The view from the bridge.

Inside the General Post Office, where some of the significant events Ireland's revolution took place.

The Spire.  It's incredibly tall.  At first I thought it was the world's tallest flag pole, but no one could even see a flag flown from its top.  Our guide Rob said that it lights up at night.  It must be visible for many miles around.

Our group had an excellent lunch in the Grand Central Bar.

The Welcome to Dublin dinner

We walked from our hotel to Gallagher’s Boxty House, a traditional Irish restaurant.  Jack welcomed us on behalf of All Classical.

These photos were shot in very low light without flash, so they are a bit on the grainy side.  Holger, our guide, gave us lots of information about logistics and what we'll be seeing in coming days.

Jan and Juanita discussing the dinner with one of the waitresses.

Edmund regaled us with a story about a pub in Avebury in England, and something about liars.  The rest is probably better left unsaid.

This is Ireland, so having a black ale is almost mandatory.  Excellent stuff.

Also excellent was the cheesecake made with Baileys Irish Cream.

Edmund talking with Cherie and Rob.  Cherie was the grand prize winner in a recent All Classical membership pledge drive, and her prize was this trip to Ireland and Scotland.

A few folks went out on the town after dinner, but most turned in early to try to recover from jet lag.

Here's a map of where the photos were taken during the walking tour this morning and early afternoon.  We covered a bit of ground.

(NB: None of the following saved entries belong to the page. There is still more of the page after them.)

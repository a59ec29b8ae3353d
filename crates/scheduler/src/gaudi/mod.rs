//! Bundle and engine aware production scheduler.
//!
//! One frontier per bundle plus a default frontier for unbundled nodes. A
//! bundle whose external blockers are all scheduled is drained to
//! exhaustion before anything else starts. Scalar-pipe bundles only run
//! when no unbundled work is free.

pub mod order;
pub mod post;
mod runner;
pub mod secondary;

pub use order::{GaudiKey, GaudiOrder, Rank};
pub use post::{optimize_memsets_location, reorder_nan_inf_probes};
pub use runner::GaudiScheduler;
pub use secondary::{OffsetRole, SecondaryDependencies};
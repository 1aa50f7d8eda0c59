use std::path::PathBuf;

use clap::{Parser, ValueEnum};

#[derive(Parser, Debug)]
#[command(name = "macguard")]
#[command(about = "Manage blocked household devices and sync them into an OPNsense firewall")]
pub struct Cli {
    /// Settings TOML file. Defaults to macguard.toml if present.
    #[arg(long, global = true)]
    pub config: Option<PathBuf>,
    #[command(subcommand)]
    pub command: Command,
}

#[derive(clap::Subcommand, Debug)]
pub enum Command {
    /// List registered devices.
    List(FormatArgs),
    /// Show one device by id.
    Show(ShowArgs),
    /// Register a new device.
    Add(AddArgs),
    /// Change a device's name, MAC, or enabled state.
    Update(UpdateArgs),
    /// Remove a device.
    Delete(DeleteArgs),
    /// Bulk-import devices from a text file (tab- or comma-separated lines).
    Import(ImportArgs),
    /// Show the firewall alias payload for the enabled device set.
    Export(FormatArgs),
    /// Show device counts.
    Stats(FormatArgs),
    /// Push the enabled device set into the firewall MAC alias.
    Sync,
    /// Sync the alias and create the block rule (disabled) in one go.
    Setup,
    /// Create or rewrite the block rule on the firewall.
    Rule(RuleArgs),
    /// Turn enforcement on or off by flipping the rule's disabled flag.
    Enforce(EnforceArgs),
    /// Report alias/rule/enforcement state as seen on the firewall.
    Status(FormatArgs),
}

#[derive(Parser, Debug)]
pub struct FormatArgs {
    #[arg(long, value_enum, default_value_t = OutputFormat::Text)]
    pub format: OutputFormat,
}

#[derive(Parser, Debug)]
pub struct ShowArgs {
    pub id: u32,
    #[arg(long, value_enum, default_value_t = OutputFormat::Text)]
    pub format: OutputFormat,
}

#[derive(Parser, Debug)]
pub struct AddArgs {
    /// Human label, unique case-insensitively.
    pub name: String,
    /// MAC address in any common format.
    pub mac: String,
}

#[derive(Parser, Debug)]
pub struct UpdateArgs {
    pub id: u32,
    #[arg(long)]
    pub name: Option<String>,
    #[arg(long)]
    pub mac: Option<String>,
    /// Disabling removes the device from the store; its id is not kept.
    #[arg(long)]
    pub enabled: Option<bool>,
}

#[derive(Parser, Debug)]
pub struct DeleteArgs {
    pub id: u32,
}

#[derive(Parser, Debug)]
pub struct ImportArgs {
    /// Text file with one device per line.
    pub file: PathBuf,
}

#[derive(Parser, Debug)]
pub struct RuleArgs {
    /// Create the rule already enforcing; default is disabled until
    /// `enforce on`.
    #[arg(long)]
    pub enable: bool,
}

#[derive(Parser, Debug)]
pub struct EnforceArgs {
    #[arg(value_enum)]
    pub state: Toggle,
}

#[derive(Clone, Copy, Debug, ValueEnum)]
pub enum Toggle {
    On,
    Off,
}

#[derive(Clone, Copy, Debug, ValueEnum)]
pub enum OutputFormat {
    Text,
    Json,
}
/// Device CRUD over the line-oriented store.
///
/// Every read re-parses the store file; there is no long-lived cache. A
/// process-local mutex serializes read-modify-write cycles so two in-process
/// mutations cannot silently drop each other's changes. Cross-process
/// exclusion is out of scope for a single-operator tool.
#[derive(Debug)]
pub struct Registry {
    store: DeviceStore,
    write_lock: Mutex<()>,
}

impl Registry {
    pub fn new(store: DeviceStore) -> Self {
        Self {
            store,
            write_lock: Mutex::new(()),
        }
    }

    /// All persisted devices plus warnings for any lines skipped on load.
    pub fn list(&self) -> Result<LoadedDevices, RegistryError> {
        Ok(self.store.load()?)
    }

    /// One device by id.
    pub fn get(&self, id: u32) -> Result<DeviceRecord, RegistryError> {
        self.store
            .load()?
            .devices
            .into_iter()
            .find(|d| d.id == id)
            .ok_or(RegistryError::NotFound { id })
    }

    /// Validate, check duplicates, assign the next id, and persist.
    ///
    /// Duplicate checks run before any mutation; a persist failure means the
    /// device was not added.
    pub fn add(&self, name: &str, mac: &str) -> Result<Saved<DeviceRecord>, RegistryError> {
        let _guard = self.write_lock.lock().unwrap_or_else(|e| e.into_inner());

        let loaded = self.store.load()?;
        let mut warnings = loaded.warnings;
        let mut devices = loaded.devices;

        let clean_name = normalize_name(name)?;
        let canonical = normalize_mac(mac)?;
        check_duplicates(&devices, &clean_name, &canonical, None)?;

        let next_id = devices.iter().map(|d| d.id).max().unwrap_or(0) + 1;
        let record = DeviceRecord::new(next_id, clean_name, canonical, mac.trim().to_string());
        devices.push(record.clone());

        warnings.extend(self.store.save(&devices)?);
        Ok(Saved {
            value: record,
            warnings,
        })
    }

    /// Apply a partial update to an existing device and persist.
    ///
    /// Changed fields are re-validated and re-checked for conflicts against
    /// every other device (a device's own current MAC or name never
    /// conflicts with itself). Disabling a device removes its row from the
    /// store; the returned record still shows the disabled state, but the id
    /// is not reserved for a later re-enable.
    pub fn update(
        &self,
        id: u32,
        update: DeviceUpdate,
    ) -> Result<Saved<DeviceRecord>, RegistryError> {
        let _guard = self.write_lock.lock().unwrap_or_else(|e| e.into_inner());

        let loaded = self.store.load()?;
        let mut warnings = loaded.warnings;
        let mut devices = loaded.devices;

        let idx = devices
            .iter()
            .position(|d| d.id == id)
            .ok_or(RegistryError::NotFound { id })?;

        let clean_name = update.name.as_deref().map(normalize_name).transpose()?;
        let canonical = update.mac.as_deref().map(normalize_mac).transpose()?;
        check_duplicates(
            &devices,
            clean_name.as_deref().unwrap_or(&devices[idx].name),
            canonical.as_deref().unwrap_or(&devices[idx].mac),
            Some(id),
        )?;

        let device = &mut devices[idx];
        if let Some(name) = clean_name {
            device.name = name;
        }
        if let Some(mac) = canonical {
            device.mac = mac;
            device.original_mac = update.mac.unwrap_or_default().trim().to_string();
        }
        if let Some(enabled) = update.enabled {
            device.enabled = enabled;
        }
        device.updated_date = Some(Local::now());
        let record = device.clone();

        warnings.extend(self.store.save(&devices)?);
        Ok(Saved {
            value: record,
            warnings,
        })
    }

    /// Remove a device and persist the remaining set.
    pub fn delete(&self, id: u32) -> Result<Saved<()>, RegistryError> {
        let _guard = self.write_lock.lock().unwrap_or_else(|e| e.into_inner());

        let loaded = self.store.load()?;
        let mut warnings = loaded.warnings;
        let mut devices = loaded.devices;

        let before = devices.len();
        devices.retain(|d| d.id != id);
        if devices.len() == before {
            return Err(RegistryError::NotFound { id });
        }

        warnings.extend(self.store.save(&devices)?);
        Ok(Saved {
            value: (),
            warnings,
        })
    }

    /// Pure read: the payload the reconciler pushes into the firewall alias.
    pub fn export_snapshot(&self, alias_name: &str) -> Result<FirewallExport, RegistryError> {
        let devices: Vec<DeviceRecord> = self
            .store
            .load()?
            .devices
            .into_iter()
            .filter(|d| d.enabled)
            .collect();

        let content = devices
            .iter()
            .map(|d| d.mac.as_str())
            .collect::<Vec<_>>()
            .join("\n");

        Ok(FirewallExport {
            alias_name: alias_name.to_string(),
            alias_type: "mac".to_string(),
            description: format!(
                "Parental Controls MAC Addresses ({} devices)",
                devices.len()
            ),
            content,
            devices,
        })
    }

    /// Device counts for reporting.
    pub fn stats(&self) -> Result<DeviceStats, RegistryError> {
        let devices = self.store.load()?.devices;
        let enabled = devices.iter().filter(|d| d.enabled).count();
        Ok(DeviceStats {
            total: devices.len(),
            enabled,
            disabled: devices.len() - enabled,
        })
    }

    /// Best-effort bulk import.
    ///
    /// Accepts tab-separated `id|name<TAB>mac` / `name<TAB>mac` lines and
    /// comma-separated `name,mac` lines. Every line goes through [`add`]
    /// independently; one line failing is recorded as an error string and
    /// does not stop later lines.
    ///
    /// [`add`]: Registry::add
    pub fn import_from_text(&self, text: &str) -> Result<ImportReport, RegistryError> {
        let mut report = ImportReport {
            added: 0,
            errors: Vec::new(),
            warnings: Vec::new(),
        };

        for (idx, raw_line) in text.lines().enumerate() {
            let line_num = idx + 1;
            let line = raw_line.trim();
            if line.is_empty() {
                continue;
            }

            let parsed = if let Some((name_part, rest)) = line.split_once('\t') {
                let name = match name_part.split_once('|') {
                    Some((_, name)) => name,
                    None => name_part,
                };
                let mac = rest.split('\t').next().unwrap_or("");
                Some((name.trim(), mac.trim()))
            } else if let Some((name, mac)) = line.split_once(',') {
                Some((name.trim(), mac.trim()))
            } else {
                None
            };

            let Some((name, mac)) = parsed else {
                report
                    .errors
                    .push(format!("line {line_num}: unrecognized format"));
                continue;
            };

            match self.add(name, mac) {
                Ok(saved) => {
                    report.added += 1;
                    report.warnings.extend(saved.warnings);
                }
                Err(err) => report.errors.push(format!("line {line_num}: {err}")),
            }
        }

        Ok(report)
    }
}
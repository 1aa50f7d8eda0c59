use std::fs;
use std::path::Path;

use quick_xml::events::Event;
use quick_xml::name::QName;
use quick_xml::Reader;
use thiserror::Error;

use crate::tree::XmlNode;

/// Errors that can occur while parsing XML into an [`XmlNode`] tree.
#[derive(Debug, Error)]
pub enum ParseError {
    /// Input XML could not be decoded or tokenized.
    #[error("failed to parse XML: {0}")]
    Xml(#[from] quick_xml::Error),
    /// Input bytes were not valid UTF-8 for tag/attribute/text extraction.
    #[error("invalid UTF-8 while parsing XML: {0}")]
    Utf8(#[from] std::str::Utf8Error),
    /// Failed to decode text entity or bytes.
    #[error("failed to decode XML text: {0}")]
    Escape(#[from] quick_xml::escape::EscapeError),
    /// Failed to read input file.
    #[error("failed to read XML file: {0}")]
    Io(#[from] std::io::Error),
    /// Structural issue in XML document.
    #[error("malformed XML: {0}")]
    Malformed(String),
}

/// Parse XML bytes into an [`XmlNode`] tree.
///
/// The XML declaration, comments, and processing instructions are dropped;
/// [`crate::write`] re-emits a standard declaration on output.
pub fn parse(xml: &[u8]) -> Result<XmlNode, ParseError> {
    let mut reader = Reader::from_reader(xml);
    reader.config_mut().trim_text(false);

    let mut buf = Vec::new();
    let mut stack: Vec<XmlNode> = Vec::new();
    let mut root: Option<XmlNode> = None;

    loop {
        match reader.read_event_into(&mut buf)? {
            Event::Start(e) => {
                let node = build_node_start(&e, &reader)?;
                stack.push(node);
            }
            Event::Empty(e) => {
                let node = build_node_start(&e, &reader)?;
                attach(node, &mut stack, &mut root)?;
            }
            Event::Text(e) => {
                if let Some(current) = stack.last_mut() {
                    let text = e.unescape()?.into_owned();
                    append_text(current, &text);
                }
            }
            Event::CData(e) => {
                if let Some(current) = stack.last_mut() {
                    let text = std::str::from_utf8(e.as_ref())?.to_string();
                    append_text(current, &text);
                }
            }
            Event::End(_) => {
                let node = stack.pop().ok_or_else(|| {
                    ParseError::Malformed("encountered closing tag without open tag".to_string())
                })?;
                attach(node, &mut stack, &mut root)?;
            }
            Event::Eof => break,
            Event::Decl(_) | Event::PI(_) | Event::DocType(_) | Event::Comment(_) => {}
        }
        buf.clear();
    }

    if !stack.is_empty() {
        return Err(ParseError::Malformed(
            "unclosed element(s) at end of document".to_string(),
        ));
    }

    root.ok_or_else(|| ParseError::Malformed("no root element found".to_string()))
}

/// Parse an XML file into an [`XmlNode`] tree.
pub fn parse_file(path: &Path) -> Result<XmlNode, ParseError> {
    let bytes = fs::read(path)?;
    parse(&bytes)
}

fn attach(
    node: XmlNode,
    stack: &mut Vec<XmlNode>,
    root: &mut Option<XmlNode>,
) -> Result<(), ParseError> {
    if let Some(parent) = stack.last_mut() {
        parent.children.push(node);
    } else if root.is_none() {
        *root = Some(node);
    } else {
        return Err(ParseError::Malformed(
            "multiple top-level elements found".to_string(),
        ));
    }
    Ok(())
}

fn append_text(current: &mut XmlNode, text: &str) {
    if text.trim().is_empty() {
        return;
    }
    match &mut current.text {
        Some(existing) => existing.push_str(text),
        None => current.text = Some(text.to_string()),
    }
}

fn build_node_start(
    e: &quick_xml::events::BytesStart<'_>,
    reader: &Reader<&[u8]>,
) -> Result<XmlNode, ParseError> {
    let tag = qname_to_string(e.name())?;
    let mut node = XmlNode::new(tag);

    for attr in e.attributes() {
        let attr = attr.map_err(quick_xml::Error::from)?;
        let key = qname_to_string(attr.key)?;
        let value = attr
            .decode_and_unescape_value(reader.decoder())?
            .into_owned();
        node.attributes.insert(key, value);
    }

    Ok(node)
}

fn qname_to_string(name: QName<'_>) -> Result<String, ParseError> {
    Ok(std::str::from_utf8(name.as_ref())?.to_string())
}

Another walking tour tomorrow.


  1. Great to see the photos and we really enjoyed the commentary! Richard and Theresa we're watching you...

  2. Looks like a great time. Great picts!

  3. We'd love to see some more of what is going on with your group, where you're visiting, how everyone is doing. Looking forward to the next post.

  4. Thanks guys, for sharing such informative data.